The speed and scale of support shocked people online — but the comments on the videos revealed something even more striking: a growing desire for reconstruction of systems many people feel are failing them.
“This isn’t just about Spirit Airlines...this is deeper. Hear me out – healthcare, education?”
“If we do this and it works out, we could do it with other businesses and make life affordable again.”
“You guys realize if we do this, there’s SO much more we can do. We gotta think big.”
People weren’t just joking about buying airlines or rebuilding healthcare systems. The comments reflected something deeper: a hunger for agency in systems that feel increasingly inaccessible, unaffordable, and impossible to influence as individuals.
Awareness is no longer the problem. People already know mental health matters. They know schools are overwhelmed, healthcare access is unequal, burnout is rampant, and basic needs are becoming harder to afford. But awareness without meaningful action eventually turns into cynicism.
That disconnect is becoming impossible to ignore locally, too.
Over the last few months, numerous Rhode Island school districts have announced staff layoffs due to major budget pressures. The positions impacted include special education staff, multilingual programs, and social workers – departments that were already struggling and understaffed. These cuts will likely decrease accessibility and increase social-emotional and safety concerns for students next school year, while leaving many Rhode Island educators without stable employment opportunities.

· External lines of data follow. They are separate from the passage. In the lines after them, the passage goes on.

use super::*;

const QUIET: Duration = Duration::from_millis(400);

#[test]
fn repeated_updates_settle_once_to_last_value() {
    let t0 = Instant::now();
    let mut d = Debounce::new(String::new(), QUIET);

    for i in 0..5u64 {
        d.update("x".to_string(), t0 + Duration::from_millis(i * 50));
        assert!(d.pending());
        assert_eq!(d.poll(t0 + Duration::from_millis(i * 50 + 10)), None);
    }

    assert_eq!(d.poll(t0 + Duration::from_millis(200 + 399)), None);
    assert_eq!(d.poll(t0 + Duration::from_millis(200 + 400)).cloned(), Some("x".to_string()));
    assert_eq!(d.poll(t0 + Duration::from_millis(5_000)), None);
    assert!(!d.pending());
    assert_eq!(d.settled(), "x");
}

#[test]
fn rapid_updates_settle_only_to_latest() {
    let t0 = Instant::now();
    let mut d = Debounce::new(String::new(), QUIET);

    d.update("a".to_string(), t0);
    d.update("b".to_string(), t0 + Duration::from_millis(100));

    // The first update's deadline passes without settling "a".
    assert_eq!(d.poll(t0 + Duration::from_millis(450)), None);
    assert_eq!(d.settled(), "");

    let settled = d.poll(t0 + Duration::from_millis(500)).cloned();
    assert_eq!(settled.as_deref(), Some("b"));
}

#[test]
fn reverting_to_settled_value_clears_pending() {
    let t0 = Instant::now();
    let mut d = Debounce::new("abc".to_string(), QUIET);

    d.update("abcd".to_string(), t0);
    assert!(d.pending());
    assert!(d.deadline().is_some());

    d.update("abc".to_string(), t0 + Duration::from_millis(50));
    assert!(!d.pending());
    assert_eq!(d.deadline(), None);
    assert_eq!(d.poll(t0 + Duration::from_secs(1)), None);
}

#[test]
fn deadline_tracks_latest_update() {
    let t0 = Instant::now();
    let mut d = Debounce::new(0u32, QUIET);
    d.update(1, t0);
    d.update(2, t0 + Duration::from_millis(300));
    assert_eq!(d.deadline(), Some(t0 + Duration::from_millis(700)));
}

#[test]
fn flush_settles_without_waiting() {
    let t0 = Instant::now();
    let mut d = Debounce::new(String::new(), QUIET);
    d.update("now".to_string(), t0);
    assert_eq!(d.flush().map(String::as_str), Some("now"));
    assert!(!d.pending());
    assert_eq!(d.flush(), None);
}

On May 22nd, 2026, I attended Rhode Island Civics Day, where students across the state presented projects focusing on issues impacting young people and their communities. Students researched root causes, collaborated with agencies and leaders, and proposed actionable solutions. Topics included teen mental health and suicide, homelessness, substance abuse, violence, food insecurity, healthcare access, transportation, and community belonging.
As a therapist working with children and adolescents, these themes are impossible to ignore.
East Providence High School Students at RI Civics Day
Media consent was obtained for each pictured member
Of the 64 presentations, 39% focused specifically on mental health and emotional regulation. Every single presentation centered around safety, stability, or unmet basic needs. If that isn’t a clear message about what young people are asking for, I don’t know what is.
Meaningful change often starts locally – in schools, neighborhoods, libraries, and community spaces where people already interact every day.
Schools cannot be the sole mental health provider for children. As community members, using our voices to advocate – and exercising our right to vote – matters. Communities can support local volunteer programs, fund sensory rooms and calming corners in schools, advocate for mental health literacy education, strengthen peer support training for teens, and build stronger parent-teacher mental health coalitions.
As healthcare costs rise and navigating insurance becomes increasingly difficult, the need for accessible and affordable mental health care continues to grow. Community mental health and resources should be visible, accessible, and sustainable. This can include sliding-scale therapist directories such as Open Path Collective, local organizations like Thundermist Health Center, Providence Community Health Centers, and The Providence Center, mutual aid therapy funds, community wellness nights, free psychoeducation workshops and local support groups like those offered by NAMI RI, library partnerships, and transportation help for appointments.
Even small community efforts – like local libraries hosting free support groups or schools implementing calming corners – can meaningfully increase access and connection.
At the individual level, people can learn basic mental health first aid, check in on isolated neighbors or friends, normalize conversations around therapy, support local nonprofits, volunteer in youth programs, and attend school board and town meetings. Small actions may feel insignificant, but community trust and collective care are built gradually over time.
While buying and restructuring major systems may not be realistic solutions, the emotional response behind these conversations reveals something important: people are desperate for systems that prioritize human wellbeing over survival mode.
Maybe the lesson from this viral moment isn’t that we should crowd-fund airlines or healthcare systems. Maybe it’s the reminder that people are still longing for communities and systems that feel human.
Research consistently shows that hopelessness and disconnection worsen mental health outcomes, while community engagement and collective efficacy help people feel safer, more empowered, and more resilient. What might become possible if communities approached these problems with the same urgency and collective energy seen in viral moments online?